Dr. Abbott argues that the new state and federal health information exchanges (HIEs) created by the HITECH Act and the Affordable Care Act will provide a rich source of post-market data that can be mined for safety information. HIEs raise a host of important privacy and information technology questions, but let's bracket these issues and assume that the growth of HIEs leads to large, anonymized datasets of health information that is accessible by diverse researchers. How can these researchers be incentivized to mine this data?
Some researchers will already have sufficient incentives to data mine for pharmacovigilance (i.e., drug safety): the FDA and NIH will likely use HIE data to improve existing research, pharmaceutical companies have incentives to monitor the safety of their own drugs (to avoid liability for failing to act after they should have been aware of a problem) or to discredit the safety of rivals' drugs, insurance companies will mine HIE data to avoid paying for ineffective therapies, and academics receive reputational benefits from such research. But Dr. Abbott argues that these existing incentives are inadequate, as illustrated by cases such as Vioxx (for example, some insurers had restricted access to Vioxx before its withdrawal, "but this information was not effectively disseminated").
If additional incentives are needed, which is the most effective of the various incentive policy tools for pharmacovigilance? The problem (at least as Dr. Abbott presents it) seems to satisfy all the conditions under which Daniel Hemel and I argue that prizes are optimal: the government can set a clear goal (production of information sufficient to show that an approved drug is unsafe) and will be better than the market at setting an appropriate reward (since the social benefit of this information is much greater than its market value), but depending on the complexity of mining, the government may be at a disadvantage in identifying the most promising projects. And if Dr. Abbott is correct that data mining likely has "modest costs," the incentive effect will not be dulled significantly by the ex post nature of a prize reward.
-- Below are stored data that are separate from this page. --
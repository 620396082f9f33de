//! Subcommands and the options they share

pub mod compress;
pub mod decompress;
pub mod stats;

use anyhow::{bail, ensure};
use clap::{Args, ValueEnum};
use piecewise_core::{ByteCompression, CodecConfig, PiecewiseCodec, Point, TimestampEncoding};

#[derive(Debug, Clone, Copy, PartialEq, Eq, ValueEnum)]
pub enum VariantArg {
    /// Sim-Piece: one intercept-grouped tier
    Single,
    /// Mix-Piece: intercept, slope and individual tiers
    Multi,
}

/// Layout options; decompression must use the same ones as compression
#[derive(Debug, Clone, Args)]
pub struct CodecArgs {
    /// Storage layout
    #[arg(long, value_enum, default_value_t = VariantArg::Multi)]
    pub variant: VariantArg,
    /// Write timestamps as fixed 4-byte integers instead of varint deltas
    #[arg(long)]
    pub raw_timestamps: bool,
    /// Skip the LZ4 pass over the output
    #[arg(long)]
    pub no_lz4: bool,
}

impl CodecArgs {
    pub fn config(&self) -> CodecConfig {
        let mut config = match self.variant {
            VariantArg::Single => CodecConfig::single_tier(),
            VariantArg::Multi => CodecConfig::multi_tier(),
        };
        if self.raw_timestamps {
            config = config.with_timestamps(TimestampEncoding::Raw);
        }
        if self.no_lz4 {
            config = config.with_byte_compression(ByteCompression::None);
        }
        config
    }

    pub fn codec(&self) -> PiecewiseCodec {
        PiecewiseCodec::new(self.config())
    }
}

/// Error bound options
#[derive(Debug, Clone, Args)]
pub struct EpsilonArgs {
    /// Maximum absolute error per value
    #[arg(short, long)]
    pub epsilon: f64,
    /// Treat --epsilon as a fraction of the series value range
    #[arg(long)]
    pub relative: bool,
}

impl EpsilonArgs {
    /// Absolute error bound for `points`
    pub fn resolve(&self, points: &[Point]) -> anyhow::Result<f64> {
        ensure!(
            self.epsilon.is_finite() && self.epsilon > 0.0,
            "epsilon must be positive, got {}",
            self.epsilon
        );
        if !self.relative {
            return Ok(self.epsilon);
        }

        let (min, max) = points
            .iter()
            .fold((f64::INFINITY, f64::NEG_INFINITY), |(min, max), p| {
                (min.min(p.value), max.max(p.value))
            });
        let range = max - min;
        if !(range.is_finite() && range > 0.0) {
            bail!("relative epsilon needs a series with a non-zero value range");
        }
        Ok(self.epsilon * range)
    }
}

#[cfg(test)]
mod tests {
    use super::*;
    use piecewise_core::{AnchorStrategy, Variant};

    fn epsilon(epsilon: f64, relative: bool) -> EpsilonArgs {
        EpsilonArgs { epsilon, relative }
    }

    #[test]
    fn test_codec_args() {
        let args = CodecArgs {
            variant: VariantArg::Single,
            raw_timestamps: true,
            no_lz4: true,
        };
        let config = args.config();
        assert_eq!(config.variant, Variant::SingleTier);
        assert_eq!(config.anchor, AnchorStrategy::Nearest);
        assert_eq!(config.timestamps, TimestampEncoding::Raw);
        assert_eq!(config.byte_compression, ByteCompression::None);

        let args = CodecArgs {
            variant: VariantArg::Multi,
            raw_timestamps: false,
            no_lz4: false,
        };
        assert_eq!(args.config(), CodecConfig::default());
    }

    #[test]
    fn test_relative_epsilon() {
        let points = vec![Point::new(0, -5.0), Point::new(1, 15.0), Point::new(2, 0.0)];
        assert_eq!(epsilon(0.5, false).resolve(&points).unwrap(), 0.5);
        assert_eq!(epsilon(0.25, true).resolve(&points).unwrap(), 5.0);
    }

    #[test]
    fn test_relative_epsilon_flat_series() {
        let points = vec![Point::new(0, 3.0), Point::new(1, 3.0)];
        assert!(epsilon(0.01, true).resolve(&points).is_err());
        assert!(epsilon(0.0, false).resolve(&points).is_err());
    }
}
//! `piecewise compress`

use super::{CodecArgs, EpsilonArgs};
use crate::csv;
use anyhow::Context;
use clap::Args;
use std::path::PathBuf;
use tracing::info;

#[derive(Debug, Args)]
pub struct CompressArgs {
    /// Input CSV file
    pub input: PathBuf,
    /// Compressed output file
    #[arg(short, long)]
    pub output: PathBuf,
    #[command(flatten)]
    pub epsilon: EpsilonArgs,
    #[command(flatten)]
    pub codec: CodecArgs,
}

pub fn run(args: CompressArgs) -> anyhow::Result<()> {
    let points = csv::read_points(&args.input)?;
    let epsilon = args.epsilon.resolve(&points)?;

    let codec = args.codec.codec();
    let bytes = codec
        .compress(&points, epsilon)
        .with_context(|| format!("failed to compress {}", args.input.display()))?;
    std::fs::write(&args.output, &bytes)
        .with_context(|| format!("failed to write {}", args.output.display()))?;

    info!(
        "Compressed {} points into {} bytes ({:?}, epsilon {}) -> {}",
        points.len(),
        bytes.len(),
        codec.config().variant,
        epsilon,
        args.output.display()
    );
    Ok(())
}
The solution Dr. Abbott proposes is indeed much like a prize: he suggests a bounty proceeding modeled after the False Claims Act qui tam provision, which would provide a reward to data miners who succeed in having a drug withdrawn from market through an adversarial proceeding. He reviews the various options for setting the reward size and determining who pays the reward, and suggests the following structure:
In the event a petitioner submission results in the FDA removing a product from the market or amending labeling, petitioners could be paid an award from the federal government based on the government’s estimated cost savings over a time period to be determined. If the product’s sponsor were found to have underlying negligence, the sponsor could be responsible for paying the award, at a level based on a percentage of a drug’s revenue. If negligence-plus were established, the product sponsor could be responsible for treble damages, half paid to the petitioner and half to the government.The article concludes by reviewing how such a proceeding might have played out in the Vioxx case. The details of implementation are complicated, and Dr. Abbott acknowledges that he does not have all the solutions—including for the significant challenge of "finding the political will" and overcoming likely opposition from the pharmaceutical industry. And, of course, the proposal depends on having large, accessible HIE datasets to mine in the first place, which requires overcoming significant privacy concerns. But if such data becomes available to independent researchers, and if existing incentives still appear insufficient, it may be worth giving more consideration to this creative proposal.